Filter the entries that follow, copying every line in which the word "Returns" appears.

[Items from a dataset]
= Beginning of Section =
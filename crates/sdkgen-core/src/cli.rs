//! CLI-specific types.
//!
//! # Examples
//!
//! ```
//! use sdkgen_core::cli::{ExitCode, OutputFormat};
//!
//! let format = OutputFormat::Pretty;
//! assert_eq!(format.as_str(), "pretty");
//!
//! let code = ExitCode::SUCCESS;
//! assert_eq!(code.as_i32(), 0);
//! ```

use std::fmt;
use std::str::FromStr;

/// CLI output format.
///
/// Determines how command summaries are formatted for user display.
/// All formats provide the same information but with different presentation.
///
/// # Examples
///
/// ```
/// use sdkgen_core::cli::OutputFormat;
///
/// let format: OutputFormat = "json".parse().unwrap();
/// assert_eq!(format, OutputFormat::Json);
/// ```
#[derive(Debug, Clone, Copy, PartialEq, Eq, Hash, Default)]
pub enum OutputFormat {
    /// JSON output for machine parsing
    Json,
    /// Plain text output for scripts
    Text,
    /// Pretty-printed output with colors for human reading
    #[default]
    Pretty,
}

impl OutputFormat {
    /// Returns the string representation of the format.
    #[must_use]
    pub const fn as_str(&self) -> &'static str {
        match self {
            Self::Json => "json",
            Self::Text => "text",
            Self::Pretty => "pretty",
        }
    }
}

impl fmt::Display for OutputFormat {
    fn fmt(&self, f: &mut fmt::Formatter<'_>) -> fmt::Result {
        f.write_str(self.as_str())
    }
}

impl FromStr for OutputFormat {
    type Err = crate::Error;

    fn from_str(s: &str) -> Result<Self, Self::Err> {
        match s.to_lowercase().as_str() {
            "json" => Ok(Self::Json),
            "text" => Ok(Self::Text),
            "pretty" => Ok(Self::Pretty),
            _ => Err(crate::Error::InvalidArgument(format!(
                "invalid output format: '{s}' (expected: json, text, or pretty)"
            ))),
        }
    }
}

/// CLI exit code with semantic meaning.
///
/// # Examples
///
/// ```
/// use sdkgen_core::cli::ExitCode;
///
/// assert!(ExitCode::SUCCESS.is_success());
/// assert!(!ExitCode::GENERATION_ERROR.is_success());
/// ```
#[derive(Debug, Clone, Copy, PartialEq, Eq, Hash)]
pub struct ExitCode(i32);

impl ExitCode {
    /// Successful execution (exit code 0).
    pub const SUCCESS: Self = Self(0);

    /// The description or settings could not be turned into a client (exit code 1).
    pub const GENERATION_ERROR: Self = Self(1);

    /// Invalid input or arguments (exit code 2).
    pub const INVALID_INPUT: Self = Self(2);

    /// Creates an exit code from an integer value.
    #[must_use]
    pub const fn from_i32(code: i32) -> Self {
        Self(code)
    }

    /// Returns the exit code as an integer.
    #[must_use]
    pub const fn as_i32(&self) -> i32 {
        self.0
    }

    /// Checks if the exit code represents success.
    #[must_use]
    pub const fn is_success(&self) -> bool {
        self.0 == 0
    }
}

impl Default for ExitCode {
    fn default() -> Self {
        Self::SUCCESS
    }
}

impl From<ExitCode> for i32 {
    fn from(code: ExitCode) -> Self {
        code.0
    }
}

impl fmt::Display for ExitCode {
    fn fmt(&self, f: &mut fmt::Formatter<'_>) -> fmt::Result {
        write!(f, "{}", self.0)
    }
}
= End of Section =
Answer area
    /// Returns the string representation of the format.
    /// Returns the exit code as an integer.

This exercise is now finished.